#### ABOUT THIS TASK:
Reproduce each entry below in full, exactly as it was given.
^^^^^^^^^^^^^^^^
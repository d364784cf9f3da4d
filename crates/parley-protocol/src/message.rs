//! Messages written by the relay to its clients.

use std::fmt;

use parley_core::Username;

/// Prompt sent immediately after accept. No trailing newline.
pub const USERNAME_PROMPT: &str = "Enter your username: ";

/// Messages sent from the relay to clients.
///
/// `Display` renders the exact bytes put on the wire.
#[derive(Debug, Clone, PartialEq, Eq)]
pub enum ServerMessage {
    /// Username prompt, sent to a fresh connection
    Prompt,

    /// Private greeting sent only to the client that just joined
    Welcome {
        /// Members in the registry, including the new client
        online: usize,
    },

    /// Broadcast to everyone else when a client joins
    Joined { username: Username },

    /// Broadcast to the remaining clients when a client leaves
    Left { username: Username },

    /// A relayed chat chunk
    Chat { username: Username, text: String },
}

impl ServerMessage {
    pub fn welcome(online: usize) -> Self {
        Self::Welcome { online }
    }

    pub fn joined(username: &Username) -> Self {
        Self::Joined {
            username: username.clone(),
        }
    }

    pub fn left(username: &Username) -> Self {
        Self::Left {
            username: username.clone(),
        }
    }

    pub fn chat(username: &Username, text: impl Into<String>) -> Self {
        Self::Chat {
            username: username.clone(),
            text: text.into(),
        }
    }

    /// Renders the message as wire bytes.
    pub fn to_bytes(&self) -> Vec<u8> {
        self.to_string().into_bytes()
    }
}

impl fmt::Display for ServerMessage {
    fn fmt(&self, f: &mut fmt::Formatter<'_>) -> fmt::Result {
        match self {
            Self::Prompt => f.write_str(USERNAME_PROMPT),
            Self::Welcome { online } => {
                write!(f, "[SYSTEM] Welcome to the chat room! Online users: {online}")
            }
            Self::Joined { username } => write!(f, "[SYSTEM] {username} joined the chat room!"),
            Self::Left { username } => write!(f, "[SYSTEM] {username} left the chat room."),
            Self::Chat { username, text } => write!(f, "[{username}] {text}"),
        }
    }
}
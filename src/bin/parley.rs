//! Parley - Terminal client for the chat relay
//!
//! Connects to a relay, prints everything it receives, and sends each line
//! typed on stdin. The first line answers the username prompt.
//!
//! # Usage
//!
//! ```text
//! parley                    # 127.0.0.1:8888
//! parley 10.0.0.5           # 10.0.0.5:8888
//! parley 10.0.0.5 9000      # 10.0.0.5:9000
//! ```
//!
//! Type `/quit`, `/exit` or `/q` to leave.

use std::io::Write;

use anyhow::{Context, Result};
use clap::Parser;
use tokio::io::BufReader;
use tokio::sync::mpsc;
use tokio_util::sync::CancellationToken;
use tracing::{debug, error};
use tracing_subscriber::EnvFilter;

use parley_client::{ChatClient, ClientConfig, ClientError, ClientEvent, SessionEnd};
use parley_protocol::{DEFAULT_CLIENT_HOST, DEFAULT_PORT};

// ============================================================================
// CLI Arguments
// ============================================================================

/// Parley - terminal client for the chat relay
#[derive(Parser, Debug)]
#[command(name = "parley")]
#[command(about = "Chat with everyone connected to a Parley relay")]
#[command(version)]
struct Args {
    /// Relay host name or IP address
    #[arg(default_value = DEFAULT_CLIENT_HOST)]
    host: String,

    /// Relay TCP port
    #[arg(default_value_t = DEFAULT_PORT)]
    port: u16,
}

fn main() -> Result<()> {
    let args = Args::parse();

    // Logs go to stderr so they never interleave with chat output.
    tracing_subscriber::fmt()
        .with_writer(std::io::stderr)
        .with_env_filter(
            EnvFilter::try_from_default_env().unwrap_or_else(|_| EnvFilter::new("warn")),
        )
        .init();

    let runtime = tokio::runtime::Runtime::new().context("Failed to start async runtime")?;
    let result = runtime.block_on(run(args));

    // A pending stdin read sits on a blocking thread that cannot be
    // interrupted; waiting for it would hang until the next keypress.
    runtime.shutdown_background();

    result
}

async fn run(args: Args) -> Result<()> {
    let config = ClientConfig::new(args.host, args.port);

    println!("[CONNECTING] Connecting to server {}...", config.address());
    let client = match ChatClient::connect(config).await {
        Ok(client) => client,
        Err(e @ ClientError::ConnectionRefused { .. }) => {
            println!("[ERROR] {e}");
            println!("[INFO] Make sure the server is running");
            println!("[DISCONNECTED] Disconnected from server");
            return Ok(());
        }
        Err(e) => {
            println!("[ERROR] {e}");
            println!("[DISCONNECTED] Disconnected from server");
            return Ok(());
        }
    };

    println!("[CONNECTED] Successfully connected to the server!");
    println!("[INFO] Type your messages and press Enter to send");
    println!("[INFO] Type /quit to disconnect\n");
    print!("> ");
    let _ = std::io::stdout().flush();
    debug!(address = %client.config().address(), "Starting chat session");

    let cancel_token = CancellationToken::new();
    spawn_interrupt_task(cancel_token.clone());

    let (event_tx, event_rx) = mpsc::unbounded_channel();
    let printer = tokio::spawn(print_events(event_rx));

    let stdin = BufReader::new(tokio::io::stdin());
    let outcome = client.run(stdin, event_tx, cancel_token).await;

    // The channel closes once the client has stopped, which ends the printer.
    if let Err(e) = printer.await {
        debug!(error = %e, "Printer task failed");
    }

    match outcome {
        Ok(SessionEnd::UserQuit) => println!("[INFO] Disconnecting from server..."),
        Ok(end) => debug!(?end, "Session ended"),
        Err(e) => println!("[ERROR] {e}"),
    }
    println!("[DISCONNECTED] Disconnected from server");

    Ok(())
}

// ============================================================================
// Output
// ============================================================================

async fn print_events(mut event_rx: mpsc::UnboundedReceiver<ClientEvent>) {
    let mut stdout = std::io::stdout();

    while let Some(event) = event_rx.recv().await {
        match event {
            ClientEvent::Message(text) => {
                print!("\n{text}\n> ");
            }
            ClientEvent::Disconnected => {
                println!("\n[DISCONNECTED] Connection to server lost");
            }
            ClientEvent::Error(e) => {
                println!("\n[ERROR] {e}");
            }
        }
        let _ = stdout.flush();
    }
}

fn spawn_interrupt_task(cancel_token: CancellationToken) {
    tokio::spawn(async move {
        if let Err(e) = tokio::signal::ctrl_c().await {
            error!(error = %e, "Error waiting for Ctrl+C");
            return;
        }
        cancel_token.cancel();
    });
}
^^^^^^^^^^^^^^^^
#### SOLUTION TO THE PROBLEM:
repository d364784cf9f3da4d
filename crates/parley-protocol/src/message.rs
//! Messages written by the relay to its clients.

use std::fmt;

use parley_core::Username;

/// Prompt sent immediately after accept. No trailing newline.
pub const USERNAME_PROMPT: &str = "Enter your username: ";

/// Messages sent from the relay to clients.
///
/// `Display` renders the exact bytes put on the wire.
#[derive(Debug, Clone, PartialEq, Eq)]
pub enum ServerMessage {
    /// Username prompt, sent to a fresh connection
    Prompt,

    /// Private greeting sent only to the client that just joined
    Welcome {
        /// Members in the registry, including the new client
        online: usize,
    },

    /// Broadcast to everyone else when a client joins
    Joined { username: Username },

    /// Broadcast to the remaining clients when a client leaves
    Left { username: Username },

    /// A relayed chat chunk
    Chat { username: Username, text: String },
}

impl ServerMessage {
    pub fn welcome(online: usize) -> Self {
        Self::Welcome { online }
    }

    pub fn joined(username: &Username) -> Self {
        Self::Joined {
            username: username.clone(),
        }
    }

    pub fn left(username: &Username) -> Self {
        Self::Left {
            username: username.clone(),
        }
    }

    pub fn chat(username: &Username, text: impl Into<String>) -> Self {
        Self::Chat {
            username: username.clone(),
            text: text.into(),
        }
    }

    /// Renders the message as wire bytes.
    pub fn to_bytes(&self) -> Vec<u8> {
        self.to_string().into_bytes()
    }
}

impl fmt::Display for ServerMessage {
    fn fmt(&self, f: &mut fmt::Formatter<'_>) -> fmt::Result {
        match self {
            Self::Prompt => f.write_str(USERNAME_PROMPT),
            Self::Welcome { online } => {
                write!(f, "[SYSTEM] Welcome to the chat room! Online users: {online}")
            }
            Self::Joined { username } => write!(f, "[SYSTEM] {username} joined the chat room!"),
            Self::Left { username } => write!(f, "[SYSTEM] {username} left the chat room."),
            Self::Chat { username, text } => write!(f, "[{username}] {text}"),
        }
    }
}
filename src/bin/parley.rs
//! Parley - Terminal client for the chat relay
//!
//! Connects to a relay, prints everything it receives, and sends each line
//! typed on stdin. The first line answers the username prompt.
//!
//! # Usage
//!
//! ```text
//! parley                    # 127.0.0.1:8888
//! parley 10.0.0.5           # 10.0.0.5:8888
//! parley 10.0.0.5 9000      # 10.0.0.5:9000
//! ```
//!
//! Type `/quit`, `/exit` or `/q` to leave.

use std::io::Write;

use anyhow::{Context, Result};
use clap::Parser;
use tokio::io::BufReader;
use tokio::sync::mpsc;
use tokio_util::sync::CancellationToken;
use tracing::{debug, error};
use tracing_subscriber::EnvFilter;

use parley_client::{ChatClient, ClientConfig, ClientError, ClientEvent, SessionEnd};
use parley_protocol::{DEFAULT_CLIENT_HOST, DEFAULT_PORT};

// ============================================================================
// CLI Arguments
// ============================================================================

/// Parley - terminal client for the chat relay
#[derive(Parser, Debug)]
#[command(name = "parley")]
#[command(about = "Chat with everyone connected to a Parley relay")]
#[command(version)]
struct Args {
    /// Relay host name or IP address
    #[arg(default_value = DEFAULT_CLIENT_HOST)]
    host: String,

    /// Relay TCP port
    #[arg(default_value_t = DEFAULT_PORT)]
    port: u16,
}

fn main() -> Result<()> {
    let args = Args::parse();

    // Logs go to stderr so they never interleave with chat output.
    tracing_subscriber::fmt()
        .with_writer(std::io::stderr)
        .with_env_filter(
            EnvFilter::try_from_default_env().unwrap_or_else(|_| EnvFilter::new("warn")),
        )
        .init();

    let runtime = tokio::runtime::Runtime::new().context("Failed to start async runtime")?;
    let result = runtime.block_on(run(args));

    // A pending stdin read sits on a blocking thread that cannot be
    // interrupted; waiting for it would hang until the next keypress.
    runtime.shutdown_background();

    result
}

async fn run(args: Args) -> Result<()> {
    let config = ClientConfig::new(args.host, args.port);

    println!("[CONNECTING] Connecting to server {}...", config.address());
    let client = match ChatClient::connect(config).await {
        Ok(client) => client,
        Err(e @ ClientError::ConnectionRefused { .. }) => {
            println!("[ERROR] {e}");
            println!("[INFO] Make sure the server is running");
            println!("[DISCONNECTED] Disconnected from server");
            return Ok(());
        }
        Err(e) => {
            println!("[ERROR] {e}");
            println!("[DISCONNECTED] Disconnected from server");
            return Ok(());
        }
    };

    println!("[CONNECTED] Successfully connected to the server!");
    println!("[INFO] Type your messages and press Enter to send");
    println!("[INFO] Type /quit to disconnect\n");
    print!("> ");
    let _ = std::io::stdout().flush();
    debug!(address = %client.config().address(), "Starting chat session");

    let cancel_token = CancellationToken::new();
    spawn_interrupt_task(cancel_token.clone());

    let (event_tx, event_rx) = mpsc::unbounded_channel();
    let printer = tokio::spawn(print_events(event_rx));

    let stdin = BufReader::new(tokio::io::stdin());
    let outcome = client.run(stdin, event_tx, cancel_token).await;

    // The channel closes once the client has stopped, which ends the printer.
    if let Err(e) = printer.await {
        debug!(error = %e, "Printer task failed");
    }

    match outcome {
        Ok(SessionEnd::UserQuit) => println!("[INFO] Disconnecting from server..."),
        Ok(end) => debug!(?end, "Session ended"),
        Err(e) => println!("[ERROR] {e}"),
    }
    println!("[DISCONNECTED] Disconnected from server");

    Ok(())
}

// ============================================================================
// Output
// ============================================================================

async fn print_events(mut event_rx: mpsc::UnboundedReceiver<ClientEvent>) {
    let mut stdout = std::io::stdout();

    while let Some(event) = event_rx.recv().await {
        match event {
            ClientEvent::Message(text) => {
                print!("\n{text}\n> ");
            }
            ClientEvent::Disconnected => {
                println!("\n[DISCONNECTED] Connection to server lost");
            }
            ClientEvent::Error(e) => {
                println!("\n[ERROR] {e}");
            }
        }
        let _ = stdout.flush();
    }
}

fn spawn_interrupt_task(cancel_token: CancellationToken) {
    tokio::spawn(async move {
        if let Err(e) = tokio::signal::ctrl_c().await {
            error!(error = %e, "Error waiting for Ctrl+C");
            return;
        }
        cancel_token.cancel();
    });
}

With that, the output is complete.